I criminali non rapinano più le banche, le ingannano. Simulano volti, riproducono voci, replicano conversazioni telefoniche. In pochi secondi, riescono a ottenere bonifici ingiustificati, aprire conti correnti o attivare finanziamenti. È la nuova frontiera delle frodi finanziarie: sofisticata, invisibile, inquietante. A guidarla è l’intelligenza artificiale generativa, con i deepfake come tecnologia chiave.
Le perdite causate da frodi basate su AI generativa negli Stati Uniti potrebbero raggiungere i 40 miliardi di dollari entro il 2027, partendo da una base di 12,3 miliardi stimata nel 2023 (Deloitte, 2024).
Un tasso di crescita annuo composto del 32% che evidenzia non solo la diffusione, ma la velocità con cui queste pratiche stanno diventando sistemiche. Il rischio non è futuro: è già in corso. E non si limita all’alterazione di immagini. La minaccia più insidiosa è sonora: bastano pochi secondi di registrazione vocale, da un video online, una call aziendale o una segreteria telefonica, per generare clip audio del tutto credibili, capaci di superare anche i sistemi di riconoscimento biometrico.
Un inganno che parla come noi
Non si tratta di episodi isolati. Già nel 2019, un manager britannico fu indotto a trasferire 220mila euro dopo una telefonata che riproduceva la voce del suo CEO. Da allora, i casi si sono moltiplicati, seguendo l’evoluzione degli strumenti a disposizione. Oggi è sufficiente un software open source o un’applicazione da pochi euro per clonare una voce, abbinare un volto e realizzare una videochiamata in cui l’interlocutore appare autentico. Alcuni attacchi recenti combinano video e audio sintetici, phishing e social engineering: l’aspetto tecnologico si intreccia con le dinamiche psicologiche della fiducia, dell’urgenza, dell’autorità.

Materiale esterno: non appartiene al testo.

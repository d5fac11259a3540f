//! Wire models for Language Translator v3.

use chrono::{DateTime, Utc};
use serde::{Deserialize, Serialize};
use watson_core::FileData;

/// One translated segment.
#[derive(Debug, Clone, Serialize, Deserialize)]
pub struct Translation {
    pub translation: String,
}

/// Result of a translate call.
#[derive(Debug, Clone, Serialize, Deserialize)]
pub struct TranslationResult {
    #[serde(skip_serializing_if = "Option::is_none")]
    pub word_count: Option<i64>,
    #[serde(skip_serializing_if = "Option::is_none")]
    pub character_count: Option<i64>,
    #[serde(default)]
    pub translations: Vec<Translation>,
}

#[derive(Debug, Clone, Serialize, Deserialize)]
pub struct IdentifiedLanguage {
    pub language: String,
    #[serde(skip_serializing_if = "Option::is_none")]
    pub confidence: Option<f64>,
}

#[derive(Debug, Clone, Serialize, Deserialize)]
pub struct IdentifiedLanguages {
    #[serde(default)]
    pub languages: Vec<IdentifiedLanguage>,
}

#[derive(Debug, Clone, Serialize, Deserialize)]
pub struct IdentifiableLanguage {
    pub language: String,
    pub name: String,
}

#[derive(Debug, Clone, Serialize, Deserialize)]
pub struct IdentifiableLanguages {
    #[serde(default)]
    pub languages: Vec<IdentifiableLanguage>,
}

/// A base or custom translation model.
#[derive(Debug, Clone, Serialize, Deserialize)]
pub struct TranslationModel {
    pub model_id: String,
    #[serde(skip_serializing_if = "Option::is_none")]
    pub name: Option<String>,
    #[serde(skip_serializing_if = "Option::is_none")]
    pub source: Option<String>,
    #[serde(skip_serializing_if = "Option::is_none")]
    pub target: Option<String>,
    #[serde(skip_serializing_if = "Option::is_none")]
    pub base_model_id: Option<String>,
    #[serde(skip_serializing_if = "Option::is_none")]
    pub domain: Option<String>,
    #[serde(skip_serializing_if = "Option::is_none")]
    pub customizable: Option<bool>,
    #[serde(skip_serializing_if = "Option::is_none")]
    pub default_model: Option<bool>,
    #[serde(skip_serializing_if = "Option::is_none")]
    pub owner: Option<String>,
    #[serde(skip_serializing_if = "Option::is_none")]
    pub status: Option<String>,
}

impl TranslationModel {
    /// Model availability states.
    pub const STATUS_UPLOADING: &'static str = "uploading";
    pub const STATUS_UPLOADED: &'static str = "uploaded";
    pub const STATUS_DISPATCHING: &'static str = "dispatching";
    pub const STATUS_QUEUED: &'static str = "queued";
    pub const STATUS_TRAINING: &'static str = "training";
    pub const STATUS_TRAINED: &'static str = "trained";
    pub const STATUS_PUBLISHING: &'static str = "publishing";
    pub const STATUS_AVAILABLE: &'static str = "available";
    pub const STATUS_DELETED: &'static str = "deleted";
    pub const STATUS_ERROR: &'static str = "error";
}

#[derive(Debug, Clone, Serialize, Deserialize)]
pub struct TranslationModels {
    #[serde(default)]
    pub models: Vec<TranslationModel>,
}

/// Confirmation of a model deletion, `"OK"` on success.
#[derive(Debug, Clone, Serialize, Deserialize)]
pub struct DeleteModelResult {
    pub status: String,
}

/// Status of a submitted document translation.
#[derive(Debug, Clone, Serialize, Deserialize)]
pub struct DocumentStatus {
    pub document_id: String,
    #[serde(skip_serializing_if = "Option::is_none")]
    pub filename: Option<String>,
    #[serde(skip_serializing_if = "Option::is_none")]
    pub status: Option<String>,
    #[serde(skip_serializing_if = "Option::is_none")]
    pub model_id: Option<String>,
    #[serde(skip_serializing_if = "Option::is_none")]
    pub base_model_id: Option<String>,
    #[serde(skip_serializing_if = "Option::is_none")]
    pub source: Option<String>,
    #[serde(skip_serializing_if = "Option::is_none")]
    pub target: Option<String>,
    #[serde(skip_serializing_if = "Option::is_none")]
    pub created: Option<DateTime<Utc>>,
    #[serde(skip_serializing_if = "Option::is_none")]
    pub completed: Option<DateTime<Utc>>,
    #[serde(skip_serializing_if = "Option::is_none")]
    pub word_count: Option<i64>,
    #[serde(skip_serializing_if = "Option::is_none")]
    pub character_count: Option<i64>,
}

impl DocumentStatus {
    pub const STATUS_PROCESSING: &'static str = "processing";
    pub const STATUS_AVAILABLE: &'static str = "available";
    pub const STATUS_FAILED: &'static str = "failed";
}

#[derive(Debug, Clone, Serialize, Deserialize)]
pub struct DocumentList {
    #[serde(default)]
    pub documents: Vec<DocumentStatus>,
}

/// Options for translating text. Either a model id or a source/target
/// language pair selects the model.
#[derive(Debug, Clone)]
pub struct TranslateOptions {
    pub text: Vec<String>,
    pub model_id: Option<String>,
    pub source: Option<String>,
    pub target: Option<String>,
}

impl TranslateOptions {
    pub fn new(text: Vec<String>) -> Self {
        Self {
            text,
            model_id: None,
            source: None,
            target: None,
        }
    }

    pub fn with_model_id(mut self, model_id: impl Into<String>) -> Self {
        self.model_id = Some(model_id.into());
        self
    }

    pub fn with_source(mut self, source: impl Into<String>) -> Self {
        self.source = Some(source.into());
        self
    }

    pub fn with_target(mut self, target: impl Into<String>) -> Self {
        self.target = Some(target.into());
        self
    }
}

/// Options for training a custom model on top of a base model.
#[derive(Debug, Clone)]
pub struct CreateModelOptions {
    pub base_model_id: String,
    pub name: Option<String>,
    pub forced_glossary: Option<FileData>,
    pub parallel_corpus: Option<FileData>,
}

impl CreateModelOptions {
    pub fn new(base_model_id: impl Into<String>) -> Self {
        Self {
            base_model_id: base_model_id.into(),
            name: None,
            forced_glossary: None,
            parallel_corpus: None,
        }
    }

    pub fn with_name(mut self, name: impl Into<String>) -> Self {
        self.name = Some(name.into());
        self
    }

    pub fn with_forced_glossary(mut self, forced_glossary: FileData) -> Self {
        self.forced_glossary = Some(forced_glossary);
        self
    }

    pub fn with_parallel_corpus(mut self, parallel_corpus: FileData) -> Self {
        self.parallel_corpus = Some(parallel_corpus);
        self
    }
}

/// Options for submitting a document for translation.
#[derive(Debug, Clone)]
pub struct TranslateDocumentOptions {
    pub file: FileData,
    pub model_id: Option<String>,
    pub source: Option<String>,
    pub target: Option<String>,
    pub document_id: Option<String>,
}

impl TranslateDocumentOptions {
    pub fn new(file: FileData) -> Self {
        Self {
            file,
            model_id: None,
            source: None,
            target: None,
            document_id: None,
        }
    }

    pub fn with_model_id(mut self, model_id: impl Into<String>) -> Self {
        self.model_id = Some(model_id.into());
        self
    }

    pub fn with_source(mut self, source: impl Into<String>) -> Self {
        self.source = Some(source.into());
        self
    }

    pub fn with_target(mut self, target: impl Into<String>) -> Self {
        self.target = Some(target.into());
        self
    }

    /// Reuse the translation configuration of a previously submitted document.
    pub fn with_document_id(mut self, document_id: impl Into<String>) -> Self {
        self.document_id = Some(document_id.into());
        self
    }
}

Le vittime non sono solo utenti finali poco esperti. Anche dipendenti di istituti finanziari, assicurazioni, grandi aziende tecnologiche vengono coinvolti in scenari sempre più complessi. L’interazione umana diventa la falla principale nel sistema: la voce nota, il volto credibile, il messaggio verosimile inducono a compiere azioni senza tempo per verifiche. Il deepfake non agisce solo sulla tecnica, ma sulla percezione.
Tecnologia contro fiducia: chi sta vincendo?
A fronte di questi sviluppi, le contromisure avanzano, ma a ritmo incerto. Le banche stanno investendo in sistemi di rilevamento dei contenuti sintetici, in particolare per il voice spoofing, e in soluzioni di autenticazione multifattoriale più robuste. Deloitte stima che il Mercato globale delle tecnologie anti-deepfake possa raggiungere i 15,7 miliardi di dollari entro il 2026. Tuttavia, i sistemi di sicurezza appaiono spesso in affanno rispetto alla rapidità di adozione degli strumenti fraudolenti da parte della criminalità organizzata.
Anche i regolatori stanno intervenendo. Negli Stati Uniti, FinCEN e Finra hanno pubblicato alert specifici, mentre in Europa si discute di aggiornare le normative in materia di identificazione digitale e antiriciclaggio per includere i contenuti sintetici.
Ma resta una questione culturale: siamo entrati in un’epoca in cui la verosimiglianza digitale ha superato il nostro senso critico. E quando ogni immagine o voce può essere falsificata, la fiducia, che è la base stessa del sistema economico, si fa vulnerabile quanto un codice temporaneo di accesso.
La nuova sfida, dunque, non riguarda solo le tecnologie di difesa, ma la tenuta del tessuto fiduciario che regge i rapporti economici, bancari e istituzionali. In un contesto in cui la realtà può essere manipolata in tempo reale, la domanda non è più se la frode possa verificarsi, ma quanto rapidamente riusciremo a riconoscerla e se sarà ancora possibile farlo.